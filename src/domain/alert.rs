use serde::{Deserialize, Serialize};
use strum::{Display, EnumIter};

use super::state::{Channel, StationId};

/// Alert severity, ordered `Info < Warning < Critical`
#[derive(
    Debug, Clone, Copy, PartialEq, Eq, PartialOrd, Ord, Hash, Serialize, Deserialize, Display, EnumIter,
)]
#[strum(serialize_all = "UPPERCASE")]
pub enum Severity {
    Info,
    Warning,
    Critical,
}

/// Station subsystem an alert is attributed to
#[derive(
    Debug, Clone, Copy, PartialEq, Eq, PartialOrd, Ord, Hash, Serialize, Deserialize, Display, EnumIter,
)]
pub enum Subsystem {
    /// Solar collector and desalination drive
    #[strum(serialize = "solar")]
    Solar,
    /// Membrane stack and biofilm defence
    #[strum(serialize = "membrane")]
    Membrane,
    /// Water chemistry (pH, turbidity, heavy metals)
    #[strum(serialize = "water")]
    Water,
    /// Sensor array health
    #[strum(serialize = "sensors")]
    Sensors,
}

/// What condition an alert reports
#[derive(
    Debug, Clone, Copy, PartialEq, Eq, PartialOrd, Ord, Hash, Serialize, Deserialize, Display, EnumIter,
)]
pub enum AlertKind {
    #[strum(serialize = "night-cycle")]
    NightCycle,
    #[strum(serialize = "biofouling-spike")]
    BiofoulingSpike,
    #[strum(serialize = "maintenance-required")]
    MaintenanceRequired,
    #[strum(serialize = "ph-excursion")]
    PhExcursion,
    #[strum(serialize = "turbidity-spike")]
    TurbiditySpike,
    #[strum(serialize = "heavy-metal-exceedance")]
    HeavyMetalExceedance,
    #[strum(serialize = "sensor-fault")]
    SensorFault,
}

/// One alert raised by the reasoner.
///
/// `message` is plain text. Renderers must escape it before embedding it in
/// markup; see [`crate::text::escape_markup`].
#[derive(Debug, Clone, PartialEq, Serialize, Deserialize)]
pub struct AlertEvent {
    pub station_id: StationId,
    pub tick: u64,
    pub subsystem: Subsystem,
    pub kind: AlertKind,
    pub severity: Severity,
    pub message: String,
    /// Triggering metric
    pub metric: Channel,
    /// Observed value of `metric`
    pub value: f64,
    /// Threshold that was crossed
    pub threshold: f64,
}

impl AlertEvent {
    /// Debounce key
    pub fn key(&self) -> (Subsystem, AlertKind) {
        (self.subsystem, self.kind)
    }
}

◇ ◇ ◇ ◇ ◇ ◇ ◇

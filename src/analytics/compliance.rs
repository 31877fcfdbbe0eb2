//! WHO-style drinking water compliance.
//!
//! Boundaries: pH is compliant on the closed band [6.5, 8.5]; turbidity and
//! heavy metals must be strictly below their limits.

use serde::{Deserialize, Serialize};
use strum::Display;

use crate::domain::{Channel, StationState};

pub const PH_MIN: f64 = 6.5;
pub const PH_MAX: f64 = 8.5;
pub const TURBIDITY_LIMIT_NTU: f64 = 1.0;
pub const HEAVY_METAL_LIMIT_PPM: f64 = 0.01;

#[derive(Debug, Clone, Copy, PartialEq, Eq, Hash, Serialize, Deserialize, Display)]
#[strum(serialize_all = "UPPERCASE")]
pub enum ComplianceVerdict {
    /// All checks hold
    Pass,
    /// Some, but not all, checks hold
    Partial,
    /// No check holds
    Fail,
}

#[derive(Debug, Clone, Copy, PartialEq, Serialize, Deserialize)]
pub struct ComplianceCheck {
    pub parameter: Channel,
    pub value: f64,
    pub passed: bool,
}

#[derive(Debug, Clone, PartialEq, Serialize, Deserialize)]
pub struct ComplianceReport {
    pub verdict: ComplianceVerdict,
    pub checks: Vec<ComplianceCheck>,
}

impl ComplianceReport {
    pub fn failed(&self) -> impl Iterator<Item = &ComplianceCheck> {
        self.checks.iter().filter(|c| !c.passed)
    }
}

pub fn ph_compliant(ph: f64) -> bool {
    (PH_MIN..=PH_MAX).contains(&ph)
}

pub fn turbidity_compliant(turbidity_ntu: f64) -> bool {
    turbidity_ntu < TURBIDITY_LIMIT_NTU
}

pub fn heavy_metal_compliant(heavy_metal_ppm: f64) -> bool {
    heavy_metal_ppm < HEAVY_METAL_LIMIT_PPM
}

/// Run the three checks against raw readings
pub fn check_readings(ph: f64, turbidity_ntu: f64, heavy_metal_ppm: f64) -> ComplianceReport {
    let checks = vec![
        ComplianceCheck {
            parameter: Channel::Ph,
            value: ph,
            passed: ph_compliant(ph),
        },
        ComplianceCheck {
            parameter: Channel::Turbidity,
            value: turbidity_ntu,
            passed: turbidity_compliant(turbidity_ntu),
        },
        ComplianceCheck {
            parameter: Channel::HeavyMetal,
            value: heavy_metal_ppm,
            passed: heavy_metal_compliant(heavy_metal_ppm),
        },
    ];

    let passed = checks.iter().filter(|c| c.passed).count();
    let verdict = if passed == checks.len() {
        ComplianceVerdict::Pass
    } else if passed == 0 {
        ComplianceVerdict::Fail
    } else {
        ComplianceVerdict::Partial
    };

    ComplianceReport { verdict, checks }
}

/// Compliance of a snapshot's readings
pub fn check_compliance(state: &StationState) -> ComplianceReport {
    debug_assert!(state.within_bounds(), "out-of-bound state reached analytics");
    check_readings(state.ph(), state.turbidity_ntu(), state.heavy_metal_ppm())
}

◇ ◇ ◇ ◇ ◇ ◇ ◇

» **EXERCISE**
From the records above, how many lines include the word "filename"? Only the number is wanted.

» **RESULT**
2